[Collected data]
══════

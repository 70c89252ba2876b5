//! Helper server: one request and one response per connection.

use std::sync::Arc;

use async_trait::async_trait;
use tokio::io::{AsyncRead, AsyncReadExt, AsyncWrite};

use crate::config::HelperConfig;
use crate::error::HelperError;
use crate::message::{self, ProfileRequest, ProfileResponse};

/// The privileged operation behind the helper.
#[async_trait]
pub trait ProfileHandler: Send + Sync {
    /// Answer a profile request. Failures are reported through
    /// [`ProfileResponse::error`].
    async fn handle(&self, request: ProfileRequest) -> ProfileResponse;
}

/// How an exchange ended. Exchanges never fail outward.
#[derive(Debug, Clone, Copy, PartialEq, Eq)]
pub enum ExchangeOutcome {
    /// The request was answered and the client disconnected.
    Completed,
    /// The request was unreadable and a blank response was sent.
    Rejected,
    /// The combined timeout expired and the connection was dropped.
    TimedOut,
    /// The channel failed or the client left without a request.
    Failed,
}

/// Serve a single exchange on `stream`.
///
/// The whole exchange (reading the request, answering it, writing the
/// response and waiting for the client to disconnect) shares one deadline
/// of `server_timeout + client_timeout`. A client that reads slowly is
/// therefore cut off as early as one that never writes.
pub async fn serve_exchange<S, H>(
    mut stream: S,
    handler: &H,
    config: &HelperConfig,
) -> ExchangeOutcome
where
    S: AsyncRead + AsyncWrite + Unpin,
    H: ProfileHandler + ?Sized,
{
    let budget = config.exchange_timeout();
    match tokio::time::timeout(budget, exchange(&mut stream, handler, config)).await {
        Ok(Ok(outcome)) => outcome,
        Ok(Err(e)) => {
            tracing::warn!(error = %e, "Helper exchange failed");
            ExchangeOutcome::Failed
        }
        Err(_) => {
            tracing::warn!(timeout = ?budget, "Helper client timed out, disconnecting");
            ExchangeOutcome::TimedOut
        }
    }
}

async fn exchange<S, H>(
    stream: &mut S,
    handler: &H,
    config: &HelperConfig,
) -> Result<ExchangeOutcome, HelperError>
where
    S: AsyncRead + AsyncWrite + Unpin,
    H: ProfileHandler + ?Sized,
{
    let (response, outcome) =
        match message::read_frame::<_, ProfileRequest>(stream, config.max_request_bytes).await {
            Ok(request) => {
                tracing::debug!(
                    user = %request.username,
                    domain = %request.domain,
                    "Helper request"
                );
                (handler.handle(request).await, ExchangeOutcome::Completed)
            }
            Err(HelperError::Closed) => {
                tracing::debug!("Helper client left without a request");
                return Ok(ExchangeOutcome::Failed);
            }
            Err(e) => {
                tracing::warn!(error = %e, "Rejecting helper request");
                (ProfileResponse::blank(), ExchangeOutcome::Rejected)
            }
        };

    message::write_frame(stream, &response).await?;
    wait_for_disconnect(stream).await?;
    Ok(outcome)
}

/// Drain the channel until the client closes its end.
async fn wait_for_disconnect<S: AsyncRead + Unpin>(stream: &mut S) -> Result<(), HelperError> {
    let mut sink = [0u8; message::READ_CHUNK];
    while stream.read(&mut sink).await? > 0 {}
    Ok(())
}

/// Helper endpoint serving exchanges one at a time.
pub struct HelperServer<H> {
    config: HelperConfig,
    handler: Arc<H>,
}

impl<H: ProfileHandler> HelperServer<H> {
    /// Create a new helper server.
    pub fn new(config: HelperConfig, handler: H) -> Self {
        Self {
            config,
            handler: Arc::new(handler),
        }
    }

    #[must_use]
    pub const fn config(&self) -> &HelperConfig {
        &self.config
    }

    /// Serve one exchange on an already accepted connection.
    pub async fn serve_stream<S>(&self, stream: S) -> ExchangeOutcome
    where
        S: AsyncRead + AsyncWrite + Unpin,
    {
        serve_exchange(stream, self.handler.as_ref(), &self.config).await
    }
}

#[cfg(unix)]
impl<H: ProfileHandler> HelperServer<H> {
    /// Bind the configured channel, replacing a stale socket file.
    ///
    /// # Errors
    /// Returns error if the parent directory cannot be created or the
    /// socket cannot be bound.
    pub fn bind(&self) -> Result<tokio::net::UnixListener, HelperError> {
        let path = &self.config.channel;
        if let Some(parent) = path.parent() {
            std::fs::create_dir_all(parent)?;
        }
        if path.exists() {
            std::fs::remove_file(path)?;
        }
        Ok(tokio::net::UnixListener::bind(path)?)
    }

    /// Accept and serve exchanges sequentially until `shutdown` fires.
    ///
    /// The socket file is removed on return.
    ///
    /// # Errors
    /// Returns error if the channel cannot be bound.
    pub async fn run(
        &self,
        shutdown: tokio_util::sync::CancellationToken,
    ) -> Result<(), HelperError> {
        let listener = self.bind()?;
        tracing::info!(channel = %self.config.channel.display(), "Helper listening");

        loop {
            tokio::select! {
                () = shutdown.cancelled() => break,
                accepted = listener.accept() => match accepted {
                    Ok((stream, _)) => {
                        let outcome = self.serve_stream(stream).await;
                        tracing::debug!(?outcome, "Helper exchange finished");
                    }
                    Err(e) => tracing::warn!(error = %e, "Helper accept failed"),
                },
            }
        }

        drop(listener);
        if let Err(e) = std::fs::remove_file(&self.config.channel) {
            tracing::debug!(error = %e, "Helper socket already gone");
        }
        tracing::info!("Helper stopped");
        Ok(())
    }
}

══════

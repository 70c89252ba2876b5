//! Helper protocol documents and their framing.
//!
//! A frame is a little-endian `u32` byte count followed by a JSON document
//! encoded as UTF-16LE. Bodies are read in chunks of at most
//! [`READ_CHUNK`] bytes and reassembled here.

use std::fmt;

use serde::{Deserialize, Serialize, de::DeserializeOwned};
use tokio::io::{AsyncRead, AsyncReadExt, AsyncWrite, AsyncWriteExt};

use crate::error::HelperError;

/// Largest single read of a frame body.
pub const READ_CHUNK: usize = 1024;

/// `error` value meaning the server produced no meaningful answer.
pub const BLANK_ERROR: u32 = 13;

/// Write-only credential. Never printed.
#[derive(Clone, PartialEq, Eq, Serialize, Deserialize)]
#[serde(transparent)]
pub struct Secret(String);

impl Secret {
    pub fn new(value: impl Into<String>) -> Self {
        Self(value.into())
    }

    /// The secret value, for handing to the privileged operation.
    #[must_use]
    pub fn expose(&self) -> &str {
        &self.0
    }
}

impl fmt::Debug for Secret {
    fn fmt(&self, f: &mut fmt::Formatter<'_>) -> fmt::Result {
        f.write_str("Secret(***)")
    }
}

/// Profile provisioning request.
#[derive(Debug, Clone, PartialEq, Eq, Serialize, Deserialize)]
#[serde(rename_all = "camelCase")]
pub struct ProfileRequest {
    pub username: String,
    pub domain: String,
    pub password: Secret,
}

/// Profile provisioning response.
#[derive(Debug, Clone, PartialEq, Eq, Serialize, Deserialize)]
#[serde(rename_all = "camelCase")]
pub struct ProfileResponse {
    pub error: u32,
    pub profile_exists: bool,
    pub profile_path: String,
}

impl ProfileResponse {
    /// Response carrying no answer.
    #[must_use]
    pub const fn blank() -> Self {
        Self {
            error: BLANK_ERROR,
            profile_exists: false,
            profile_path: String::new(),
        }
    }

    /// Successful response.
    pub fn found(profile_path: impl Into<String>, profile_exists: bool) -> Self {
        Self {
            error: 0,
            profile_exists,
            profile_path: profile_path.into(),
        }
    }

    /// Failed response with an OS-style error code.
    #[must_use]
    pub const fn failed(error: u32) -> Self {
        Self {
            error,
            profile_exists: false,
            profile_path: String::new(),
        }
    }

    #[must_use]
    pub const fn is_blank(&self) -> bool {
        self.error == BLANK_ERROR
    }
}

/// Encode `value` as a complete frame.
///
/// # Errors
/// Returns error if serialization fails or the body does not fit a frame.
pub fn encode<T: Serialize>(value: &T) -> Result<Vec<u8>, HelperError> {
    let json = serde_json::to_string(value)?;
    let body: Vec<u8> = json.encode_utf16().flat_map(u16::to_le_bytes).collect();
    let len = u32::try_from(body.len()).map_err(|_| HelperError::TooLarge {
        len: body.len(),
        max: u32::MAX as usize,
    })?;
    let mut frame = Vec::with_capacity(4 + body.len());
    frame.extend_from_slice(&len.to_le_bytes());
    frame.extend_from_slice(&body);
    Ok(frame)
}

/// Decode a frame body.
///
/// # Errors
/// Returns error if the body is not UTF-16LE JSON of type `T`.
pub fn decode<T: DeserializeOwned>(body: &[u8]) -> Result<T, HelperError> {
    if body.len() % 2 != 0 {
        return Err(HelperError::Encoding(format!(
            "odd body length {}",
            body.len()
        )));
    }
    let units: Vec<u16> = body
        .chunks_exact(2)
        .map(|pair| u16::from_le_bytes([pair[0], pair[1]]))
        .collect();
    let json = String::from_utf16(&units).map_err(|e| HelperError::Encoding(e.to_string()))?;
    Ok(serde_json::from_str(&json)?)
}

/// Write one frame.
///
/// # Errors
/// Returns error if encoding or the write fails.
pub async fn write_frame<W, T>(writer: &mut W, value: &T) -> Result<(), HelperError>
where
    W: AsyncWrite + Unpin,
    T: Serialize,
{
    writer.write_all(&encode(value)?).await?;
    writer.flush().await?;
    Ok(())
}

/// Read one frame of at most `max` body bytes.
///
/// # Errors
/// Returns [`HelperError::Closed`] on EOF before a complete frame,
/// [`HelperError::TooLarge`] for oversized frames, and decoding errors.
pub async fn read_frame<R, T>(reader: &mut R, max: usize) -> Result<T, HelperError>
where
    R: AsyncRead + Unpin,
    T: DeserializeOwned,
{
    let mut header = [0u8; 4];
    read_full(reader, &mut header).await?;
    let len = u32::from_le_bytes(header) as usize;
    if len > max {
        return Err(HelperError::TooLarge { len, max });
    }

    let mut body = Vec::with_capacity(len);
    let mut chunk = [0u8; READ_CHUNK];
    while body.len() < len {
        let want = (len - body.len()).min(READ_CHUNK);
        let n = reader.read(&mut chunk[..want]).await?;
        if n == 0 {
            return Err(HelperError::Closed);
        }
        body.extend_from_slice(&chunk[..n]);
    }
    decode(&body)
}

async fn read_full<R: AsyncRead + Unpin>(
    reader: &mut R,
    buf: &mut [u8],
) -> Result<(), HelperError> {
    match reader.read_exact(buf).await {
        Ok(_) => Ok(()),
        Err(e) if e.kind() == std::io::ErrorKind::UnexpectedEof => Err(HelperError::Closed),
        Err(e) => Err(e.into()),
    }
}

══════

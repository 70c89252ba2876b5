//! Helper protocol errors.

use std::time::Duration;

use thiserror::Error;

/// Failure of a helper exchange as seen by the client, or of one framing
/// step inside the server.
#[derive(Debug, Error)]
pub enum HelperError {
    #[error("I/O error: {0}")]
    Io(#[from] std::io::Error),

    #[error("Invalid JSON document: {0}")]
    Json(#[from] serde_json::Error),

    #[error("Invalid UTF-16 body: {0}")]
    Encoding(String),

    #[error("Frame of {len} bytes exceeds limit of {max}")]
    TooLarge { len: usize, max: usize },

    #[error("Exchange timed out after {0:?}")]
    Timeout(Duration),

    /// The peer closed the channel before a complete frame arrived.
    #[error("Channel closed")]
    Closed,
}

══════

The required output is every line above from the one with "shares one deadline" down to the one with "let (response, outcome)", restated word for word, ends included.

/// response and waiting for the client to disconnect) shares one deadline
/// of `server_timeout + client_timeout`. A client that reads slowly is
/// therefore cut off as early as one that never writes.
pub async fn serve_exchange<S, H>(
    mut stream: S,
    handler: &H,
    config: &HelperConfig,
) -> ExchangeOutcome
where
    S: AsyncRead + AsyncWrite + Unpin,
    H: ProfileHandler + ?Sized,
{
    let budget = config.exchange_timeout();
    match tokio::time::timeout(budget, exchange(&mut stream, handler, config)).await {
        Ok(Ok(outcome)) => outcome,
        Ok(Err(e)) => {
            tracing::warn!(error = %e, "Helper exchange failed");
            ExchangeOutcome::Failed
        }
        Err(_) => {
            tracing::warn!(timeout = ?budget, "Helper client timed out, disconnecting");
            ExchangeOutcome::TimedOut
        }
    }
}

async fn exchange<S, H>(
    stream: &mut S,
    handler: &H,
    config: &HelperConfig,
) -> Result<ExchangeOutcome, HelperError>
where
    S: AsyncRead + AsyncWrite + Unpin,
    H: ProfileHandler + ?Sized,
{
    let (response, outcome) =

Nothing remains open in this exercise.